WHAT IS BEING ASKED:
Every line of the records below from the line with "filename crates/core/src/settings/memory.rs" up to and including the line with "use super::types::NamingRule;" must be reproduced exactly, and no line outside that range.

SUPPLIED RECORDS:
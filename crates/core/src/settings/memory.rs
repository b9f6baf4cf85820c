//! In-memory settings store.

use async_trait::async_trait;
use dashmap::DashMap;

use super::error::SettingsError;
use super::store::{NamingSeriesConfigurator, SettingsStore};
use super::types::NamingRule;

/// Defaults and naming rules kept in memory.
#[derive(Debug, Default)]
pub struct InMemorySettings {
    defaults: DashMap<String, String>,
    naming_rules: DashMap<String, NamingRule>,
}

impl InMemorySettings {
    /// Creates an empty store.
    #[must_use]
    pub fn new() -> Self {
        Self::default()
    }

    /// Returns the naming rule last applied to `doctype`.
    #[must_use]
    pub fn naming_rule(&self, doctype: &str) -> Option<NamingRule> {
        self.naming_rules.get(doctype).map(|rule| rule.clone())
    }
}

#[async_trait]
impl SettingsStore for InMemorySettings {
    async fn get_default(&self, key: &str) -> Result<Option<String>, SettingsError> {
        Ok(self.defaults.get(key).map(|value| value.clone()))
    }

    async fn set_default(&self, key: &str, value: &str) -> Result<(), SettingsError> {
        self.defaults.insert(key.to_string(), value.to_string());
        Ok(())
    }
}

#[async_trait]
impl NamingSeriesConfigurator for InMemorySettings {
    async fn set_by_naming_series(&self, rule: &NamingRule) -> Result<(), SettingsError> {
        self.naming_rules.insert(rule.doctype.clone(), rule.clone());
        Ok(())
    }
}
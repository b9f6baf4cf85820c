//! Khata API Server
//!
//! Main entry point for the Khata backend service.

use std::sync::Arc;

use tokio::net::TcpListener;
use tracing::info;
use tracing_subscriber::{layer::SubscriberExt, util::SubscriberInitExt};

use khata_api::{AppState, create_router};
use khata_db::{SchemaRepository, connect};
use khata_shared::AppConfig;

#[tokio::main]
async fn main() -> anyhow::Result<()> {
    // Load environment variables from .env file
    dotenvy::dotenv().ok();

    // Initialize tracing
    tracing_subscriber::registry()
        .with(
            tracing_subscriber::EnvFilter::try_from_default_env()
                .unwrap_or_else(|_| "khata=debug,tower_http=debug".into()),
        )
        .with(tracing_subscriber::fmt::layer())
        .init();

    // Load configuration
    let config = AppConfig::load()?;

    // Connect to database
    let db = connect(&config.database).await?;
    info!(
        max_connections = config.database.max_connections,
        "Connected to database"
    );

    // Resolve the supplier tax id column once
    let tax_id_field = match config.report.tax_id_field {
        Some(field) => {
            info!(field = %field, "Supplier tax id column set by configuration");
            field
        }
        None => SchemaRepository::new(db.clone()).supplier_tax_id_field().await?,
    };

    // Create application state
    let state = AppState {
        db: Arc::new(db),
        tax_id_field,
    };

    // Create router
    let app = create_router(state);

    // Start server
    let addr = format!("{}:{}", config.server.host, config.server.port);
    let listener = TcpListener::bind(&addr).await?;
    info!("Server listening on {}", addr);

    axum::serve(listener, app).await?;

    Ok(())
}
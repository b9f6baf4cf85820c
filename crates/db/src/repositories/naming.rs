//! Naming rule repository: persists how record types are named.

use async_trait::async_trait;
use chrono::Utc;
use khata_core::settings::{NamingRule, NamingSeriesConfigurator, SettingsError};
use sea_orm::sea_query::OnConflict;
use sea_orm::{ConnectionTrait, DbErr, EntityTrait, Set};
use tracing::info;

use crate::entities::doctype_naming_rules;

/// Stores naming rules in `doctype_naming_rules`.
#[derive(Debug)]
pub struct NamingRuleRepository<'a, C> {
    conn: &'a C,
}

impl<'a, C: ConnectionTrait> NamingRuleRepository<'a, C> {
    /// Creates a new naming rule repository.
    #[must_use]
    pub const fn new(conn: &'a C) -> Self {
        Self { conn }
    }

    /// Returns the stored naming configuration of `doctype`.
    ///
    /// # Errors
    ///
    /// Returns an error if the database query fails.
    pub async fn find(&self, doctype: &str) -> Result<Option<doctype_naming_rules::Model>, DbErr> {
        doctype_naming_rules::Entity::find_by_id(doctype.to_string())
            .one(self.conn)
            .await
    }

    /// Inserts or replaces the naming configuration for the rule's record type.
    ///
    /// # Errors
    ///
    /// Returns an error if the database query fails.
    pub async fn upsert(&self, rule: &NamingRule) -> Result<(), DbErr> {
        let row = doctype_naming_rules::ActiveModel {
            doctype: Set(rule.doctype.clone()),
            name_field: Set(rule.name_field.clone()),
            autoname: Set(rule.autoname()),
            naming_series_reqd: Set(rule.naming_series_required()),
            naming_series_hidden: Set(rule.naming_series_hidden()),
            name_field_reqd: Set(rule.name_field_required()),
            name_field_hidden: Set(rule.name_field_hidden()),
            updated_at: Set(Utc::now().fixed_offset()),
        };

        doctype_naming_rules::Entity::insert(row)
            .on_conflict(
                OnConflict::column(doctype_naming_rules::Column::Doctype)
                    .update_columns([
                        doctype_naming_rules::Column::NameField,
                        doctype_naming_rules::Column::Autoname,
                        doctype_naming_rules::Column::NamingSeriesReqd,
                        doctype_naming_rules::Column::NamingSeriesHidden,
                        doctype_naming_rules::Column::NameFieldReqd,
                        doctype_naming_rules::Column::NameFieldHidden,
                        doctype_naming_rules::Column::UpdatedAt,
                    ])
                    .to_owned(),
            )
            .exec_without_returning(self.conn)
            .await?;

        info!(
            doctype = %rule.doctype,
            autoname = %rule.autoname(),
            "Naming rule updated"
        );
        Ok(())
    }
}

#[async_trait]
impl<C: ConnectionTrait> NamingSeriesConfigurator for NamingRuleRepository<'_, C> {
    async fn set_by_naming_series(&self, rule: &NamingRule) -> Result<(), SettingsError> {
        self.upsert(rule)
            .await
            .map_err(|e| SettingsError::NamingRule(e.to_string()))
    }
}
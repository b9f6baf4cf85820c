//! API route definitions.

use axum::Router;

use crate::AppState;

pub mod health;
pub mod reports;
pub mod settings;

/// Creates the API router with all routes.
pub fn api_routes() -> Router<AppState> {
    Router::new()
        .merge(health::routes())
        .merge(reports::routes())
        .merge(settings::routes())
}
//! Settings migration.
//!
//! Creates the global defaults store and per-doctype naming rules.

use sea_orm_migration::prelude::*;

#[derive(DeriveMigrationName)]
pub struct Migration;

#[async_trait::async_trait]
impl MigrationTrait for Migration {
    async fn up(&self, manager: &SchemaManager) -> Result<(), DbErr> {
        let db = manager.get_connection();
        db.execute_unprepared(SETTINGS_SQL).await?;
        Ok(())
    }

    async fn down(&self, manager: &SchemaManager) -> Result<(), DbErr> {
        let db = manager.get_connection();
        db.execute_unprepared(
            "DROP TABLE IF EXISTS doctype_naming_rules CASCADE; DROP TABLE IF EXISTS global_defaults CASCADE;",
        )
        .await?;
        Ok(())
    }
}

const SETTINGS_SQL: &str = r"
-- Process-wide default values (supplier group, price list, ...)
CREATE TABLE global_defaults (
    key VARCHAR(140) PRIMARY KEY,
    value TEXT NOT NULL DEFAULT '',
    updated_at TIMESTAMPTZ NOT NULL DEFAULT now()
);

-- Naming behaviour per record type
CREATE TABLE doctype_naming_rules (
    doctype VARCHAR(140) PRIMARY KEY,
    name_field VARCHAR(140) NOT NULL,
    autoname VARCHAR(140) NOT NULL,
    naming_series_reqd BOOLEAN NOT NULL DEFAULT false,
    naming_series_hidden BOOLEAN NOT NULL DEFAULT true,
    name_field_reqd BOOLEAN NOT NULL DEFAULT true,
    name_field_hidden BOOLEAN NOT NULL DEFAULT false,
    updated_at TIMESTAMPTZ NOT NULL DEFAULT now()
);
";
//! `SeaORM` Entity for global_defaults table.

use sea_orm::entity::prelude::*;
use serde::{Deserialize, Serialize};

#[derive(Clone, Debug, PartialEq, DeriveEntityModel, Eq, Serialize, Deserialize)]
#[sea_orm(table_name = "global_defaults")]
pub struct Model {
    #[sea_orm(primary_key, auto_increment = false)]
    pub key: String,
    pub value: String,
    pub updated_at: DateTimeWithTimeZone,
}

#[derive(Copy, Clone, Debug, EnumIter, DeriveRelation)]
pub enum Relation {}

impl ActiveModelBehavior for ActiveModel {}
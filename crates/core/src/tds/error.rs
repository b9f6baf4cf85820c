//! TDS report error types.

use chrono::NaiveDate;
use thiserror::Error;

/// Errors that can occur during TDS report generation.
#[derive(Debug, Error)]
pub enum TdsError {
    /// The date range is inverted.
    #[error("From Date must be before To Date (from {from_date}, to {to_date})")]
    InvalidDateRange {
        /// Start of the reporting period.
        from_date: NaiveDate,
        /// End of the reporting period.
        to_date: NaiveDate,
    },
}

==

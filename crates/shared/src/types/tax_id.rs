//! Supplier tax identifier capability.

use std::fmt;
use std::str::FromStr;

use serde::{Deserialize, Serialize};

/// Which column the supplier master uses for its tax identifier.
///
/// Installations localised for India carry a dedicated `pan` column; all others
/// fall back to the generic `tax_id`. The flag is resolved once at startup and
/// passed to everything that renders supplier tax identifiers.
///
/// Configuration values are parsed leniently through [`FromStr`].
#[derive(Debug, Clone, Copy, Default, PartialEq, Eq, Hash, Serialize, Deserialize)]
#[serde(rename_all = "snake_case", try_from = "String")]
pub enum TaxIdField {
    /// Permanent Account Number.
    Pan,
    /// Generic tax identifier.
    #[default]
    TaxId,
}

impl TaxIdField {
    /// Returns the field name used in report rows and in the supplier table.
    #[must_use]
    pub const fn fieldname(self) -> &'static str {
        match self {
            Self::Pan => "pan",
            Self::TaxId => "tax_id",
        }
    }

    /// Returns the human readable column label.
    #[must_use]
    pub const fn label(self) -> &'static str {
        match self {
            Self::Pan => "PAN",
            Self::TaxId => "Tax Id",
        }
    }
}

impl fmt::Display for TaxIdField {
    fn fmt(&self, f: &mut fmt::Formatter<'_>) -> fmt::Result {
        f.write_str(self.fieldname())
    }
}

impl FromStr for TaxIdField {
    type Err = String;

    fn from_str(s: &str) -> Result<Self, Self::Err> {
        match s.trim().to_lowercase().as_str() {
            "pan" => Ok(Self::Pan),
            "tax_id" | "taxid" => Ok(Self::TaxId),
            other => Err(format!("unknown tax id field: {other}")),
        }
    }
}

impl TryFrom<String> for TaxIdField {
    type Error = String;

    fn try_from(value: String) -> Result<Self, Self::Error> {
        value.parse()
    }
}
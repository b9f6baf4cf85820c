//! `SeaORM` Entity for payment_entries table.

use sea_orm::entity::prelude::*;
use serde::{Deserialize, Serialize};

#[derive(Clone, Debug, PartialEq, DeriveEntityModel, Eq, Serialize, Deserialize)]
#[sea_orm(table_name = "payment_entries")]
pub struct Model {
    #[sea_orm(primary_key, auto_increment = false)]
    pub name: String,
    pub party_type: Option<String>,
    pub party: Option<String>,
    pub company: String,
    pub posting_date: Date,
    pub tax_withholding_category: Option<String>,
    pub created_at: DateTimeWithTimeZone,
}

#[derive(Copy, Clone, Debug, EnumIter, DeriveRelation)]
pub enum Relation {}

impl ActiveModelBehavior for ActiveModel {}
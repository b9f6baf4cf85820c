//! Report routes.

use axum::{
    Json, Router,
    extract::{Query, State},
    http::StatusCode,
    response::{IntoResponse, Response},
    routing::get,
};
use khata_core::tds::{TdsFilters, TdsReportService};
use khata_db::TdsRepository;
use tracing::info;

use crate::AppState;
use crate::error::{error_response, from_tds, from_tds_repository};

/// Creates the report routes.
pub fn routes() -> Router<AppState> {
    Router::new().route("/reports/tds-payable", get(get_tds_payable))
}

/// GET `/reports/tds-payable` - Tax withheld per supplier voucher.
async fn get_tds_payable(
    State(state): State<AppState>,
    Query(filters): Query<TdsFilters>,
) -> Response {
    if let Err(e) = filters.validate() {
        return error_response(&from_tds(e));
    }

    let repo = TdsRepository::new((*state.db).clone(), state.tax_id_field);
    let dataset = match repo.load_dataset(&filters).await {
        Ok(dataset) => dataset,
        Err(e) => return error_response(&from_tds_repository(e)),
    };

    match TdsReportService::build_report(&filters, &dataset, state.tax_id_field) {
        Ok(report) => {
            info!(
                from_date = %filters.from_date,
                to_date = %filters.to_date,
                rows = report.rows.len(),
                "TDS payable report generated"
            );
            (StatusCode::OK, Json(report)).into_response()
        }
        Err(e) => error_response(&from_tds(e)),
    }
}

TASK RESPONSE:
filename crates/core/src/settings/memory.rs
repository b9f6baf4cf85820c
//! In-memory settings store.

use async_trait::async_trait;
use dashmap::DashMap;

use super::error::SettingsError;
use super::store::{NamingSeriesConfigurator, SettingsStore};
use super::types::NamingRule;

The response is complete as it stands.